So on other words, "newspeak" when said by a conservative (rather than someone who actually read the book and understands the concept) is a dog whistle used to complain that English is a living language, and usage of words change...
As usual, the explanation you come up with for an opponent disagreeing with you is make-believe -- a pure invention ungrounded in any observation. You are not competent to model other people's minds; you know this about yourself; you ought to take this into account when you feel the urge to impute disreputable thoughts to people.
Of course English is a living language. Of course usage of words changes. You have seen exactly zero examples of anyone complaining about that here. But English is
a consensus of the usages of all its speakers. The language changes when the consensus changes. Demanding that people change their usage is not sufficient to change the language and is not evidence that the language has changed. Adoption of a new usage by a narrow subculture is not sufficient to change the language and is not evidence that the language has changed. Pointing out that you personally are not the Academie Anglaise, and that you personally have neither the power nor the authority to change English by mere force of your wishful thinking, and that you personally have not supplied any evidence that the consensus of English speakers has in fact changed to whatever you wish it were, do not constitute complaining "that English is a living language, and usage of words change." Your entire line of argument is asinine.

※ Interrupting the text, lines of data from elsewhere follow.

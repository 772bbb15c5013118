use std::fmt;
use std::time::Duration;

use base64::Engine;
use chrono::{DateTime, Utc};
use rand::RngCore;

const TOKEN_BYTES: usize = 32;

/// Lifetime rules for capability tokens.
#[derive(Debug, Clone, Copy)]
pub struct TokenPolicy {
    pub ttl: Duration,
    /// A token this close to expiry is replaced on the next `start`.
    pub refresh_window: Duration,
}

impl Default for TokenPolicy {
    fn default() -> Self {
        Self {
            ttl: Duration::from_secs(30 * 60),
            refresh_window: Duration::from_secs(60),
        }
    }
}

/// Bearer credential scoped to exactly one chat.
#[derive(Clone)]
pub struct CapabilityToken {
    value: String,
    chat_id: String,
    expires_at: DateTime<Utc>,
}

impl fmt::Debug for CapabilityToken {
    fn fmt(&self, f: &mut fmt::Formatter<'_>) -> fmt::Result {
        f.debug_struct("CapabilityToken")
            .field("value", &"<redacted>")
            .field("chat_id", &self.chat_id)
            .field("expires_at", &self.expires_at)
            .finish()
    }
}

impl CapabilityToken {
    pub fn mint(chat_id: &str, policy: &TokenPolicy) -> Self {
        let mut bytes = [0u8; TOKEN_BYTES];
        rand::thread_rng().fill_bytes(&mut bytes);
        let ttl = chrono::Duration::from_std(policy.ttl).unwrap_or(chrono::Duration::MAX);
        Self {
            value: base64::engine::general_purpose::URL_SAFE_NO_PAD.encode(bytes),
            chat_id: chat_id.to_string(),
            expires_at: Utc::now().checked_add_signed(ttl).unwrap_or(DateTime::<Utc>::MAX_UTC),
        }
    }

    pub fn value(&self) -> &str {
        &self.value
    }

    pub fn expires_at(&self) -> DateTime<Utc> {
        self.expires_at
    }

    pub fn is_expired(&self) -> bool {
        Utc::now() >= self.expires_at
    }

    pub fn needs_refresh(&self, policy: &TokenPolicy) -> bool {
        let window = chrono::Duration::from_std(policy.refresh_window).unwrap_or(chrono::Duration::MAX);
        match self.expires_at.checked_sub_signed(window) {
            Some(threshold) => Utc::now() >= threshold,
            None => true,
        }
    }

    /// True when `presented` is this token and it is presented for the chat it
    /// was minted for.
    pub fn authorizes(&self, chat_id: &str, presented: &str) -> bool {
        self.chat_id == chat_id && !self.is_expired() && constant_time_eq(&self.value, presented)
    }
}

fn constant_time_eq(a: &str, b: &str) -> bool {
    let (a, b) = (a.as_bytes(), b.as_bytes());
    if a.len() != b.len() {
        return false;
    }
    a.iter().zip(b).fold(0u8, |acc, (x, y)| acc | (x ^ y)) == 0
}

How dare we understand the foundations of common words at an academic level!
You misspelled "make up a just-so-story to rationalize creating new technical jargon, and then pretend new jargon makes the old usage wrong."

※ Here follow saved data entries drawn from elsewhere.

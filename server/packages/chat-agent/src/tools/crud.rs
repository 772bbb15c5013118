//! Generic ERP record access on a fixed set of resource prefixes.

use chat_agent_error::ChatAgentError;
use serde_json::{json, Map, Value};

use super::{clean_resource, str_arg, BackendReply, ToolBridge, ToolContext};

pub const ALLOWED_PREFIXES: &[&str] = &[
    "financeiro",
    "vendas",
    "compras",
    "contas-a-pagar",
    "contas-a-receber",
    "crm",
    "estoque",
    "cadastros",
    "documentos",
];

#[derive(Debug, Clone, Copy, PartialEq, Eq)]
pub enum CrudAction {
    List,
    Create,
    Update,
    Delete,
}

impl CrudAction {
    /// Accepts the English names and the Portuguese ones the backend routes use.
    pub fn parse(raw: &str) -> Option<Self> {
        match raw.trim().to_ascii_lowercase().as_str() {
            "" | "list" | "listar" => Some(Self::List),
            "create" | "criar" => Some(Self::Create),
            "update" | "atualizar" => Some(Self::Update),
            "delete" | "deletar" => Some(Self::Delete),
            _ => None,
        }
    }

    pub fn as_str(&self) -> &'static str {
        match self {
            Self::List => "listar",
            Self::Create => "criar",
            Self::Update => "atualizar",
            Self::Delete => "deletar",
        }
    }

    /// Route suffixes tried in order when the caller names none. Update and
    /// delete routes are not named consistently across backend modules.
    pub fn default_suffixes(&self) -> &'static [&'static str] {
        match self {
            Self::List => &["listar"],
            Self::Create => &["criar"],
            Self::Update => &["atualizar", "editar", "update", "edit"],
            Self::Delete => &["deletar", "delete"],
        }
    }
}

/// Normalizes `resource` and checks it against [`ALLOWED_PREFIXES`].
pub fn validate_resource(raw: &str) -> Result<String, ChatAgentError> {
    let resource = clean_resource(raw, "resource")?;
    let allowed = ALLOWED_PREFIXES.iter().any(|prefix| {
        resource == *prefix
            || resource
                .strip_prefix(prefix)
                .is_some_and(|rest| rest.starts_with('/'))
    });
    if !allowed {
        return Err(ChatAgentError::PermissionDenied {
            message: format!("resource not allowed: {resource}"),
        });
    }
    Ok(resource)
}

pub(crate) async fn call(
    bridge: &ToolBridge,
    ctx: &ToolContext<'_>,
    args: &Value,
) -> Result<Value, ChatAgentError> {
    let raw_action = str_arg(args, &["action"]).unwrap_or_default();
    let action = CrudAction::parse(raw_action)
        .ok_or_else(|| ChatAgentError::invalid(format!("unknown crud action: {raw_action}")))?;
    let resource = validate_resource(str_arg(args, &["resource", "path"]).unwrap_or_default())?;
    let suffixes: Vec<String> = match str_arg(args, &["suffix", "actionSuffix"]) {
        Some(suffix) => vec![clean_resource(suffix, "suffix")?],
        None => action
            .default_suffixes()
            .iter()
            .map(|suffix| suffix.to_string())
            .collect(),
    };
    let method = match str_arg(args, &["method"]) {
        Some(method) => method
            .to_ascii_uppercase()
            .parse::<reqwest::Method>()
            .map_err(|_| ChatAgentError::invalid(format!("invalid method: {method}")))?,
        None => reqwest::Method::POST,
    };

    let empty = Value::Object(Map::new());
    let payload = match action {
        CrudAction::List => args.get("params"),
        _ => args.get("data"),
    }
    .filter(|value| !value.is_null())
    .unwrap_or(&empty);

    let mut reply: Option<BackendReply> = None;
    for suffix in &suffixes {
        let path = format!("{resource}/{suffix}");
        let attempt = if method == reqwest::Method::GET {
            bridge
                .backend_request(ctx, method.clone(), &path, Some(payload), None)
                .await?
        } else {
            bridge
                .backend_request(ctx, method.clone(), &path, None, Some(payload))
                .await?
        };
        if attempt.is_success() {
            reply = Some(attempt);
            break;
        }
        // A route that exists and refused says more than one that is missing.
        if reply.as_ref().map_or(true, |previous| previous.status == 404) {
            reply = Some(attempt);
        }
    }
    let Some(reply) = reply else {
        return Err(ChatAgentError::invalid("no crud route to call"));
    };

    let parsed = reply.json();
    let out = match parsed {
        Some(Value::Object(mut map)) if map.contains_key("result") => {
            map.remove("result").unwrap_or(Value::Null)
        }
        Some(value) => value,
        None => Value::Object(Map::new()),
    };
    if !reply.is_success() {
        let error = out
            .get("error")
            .or_else(|| out.get("message"))
            .and_then(Value::as_str)
            .map(str::to_string)
            .filter(|message| !message.is_empty())
            .unwrap_or_else(|| {
                let text = reply.text();
                if text.trim().is_empty() {
                    format!("crud request failed with status {}", reply.status)
                } else {
                    text
                }
            });
        return Ok(json!({ "success": false, "status": reply.status, "error": error }));
    }
    Ok(out)
}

Plenty of argument has been made to demonstrate than "man" and "woman" are social concepts only loosely linked to physical realities,
Certainly. And then you promptly discard that conclusion that was plentifully demonstrated, and indulge yourself in the fairy tale that "social concept" has nothing to do with society and instead means "it's whatever my ideology proclaims -- society's concept be damned".
A person's gender is not the category he puts himself in; it's the category society's consensus puts him in. That's what it is to be a "social concept". A person is of course free to categorize himself any way he pleases, but he cannot force others to categorize him as he pleases. Categorization is the fundamental linguistic operation, prior to all considerations of naming and syntax, and
all speakers of a language are free to do it any way they like. It's called "freethought" -- deal with it. And if it turns out most of us freely choose to do it
the way we observe others doing it, so that we can more easily
communicate with them, well, that's where
consensuses come from. That's the reason it's possible for languages to work in the first place. This is not rocket science.
The ability to think and express this concept -- the concept that a person's "gender" is socially rather than individually chosen -- is what you have been attempting to suppress by promoting your Humpty Dumpty language: your idiolect in which you use "gender" to mean "gender identity" and in which you retain no word still meaning "gender".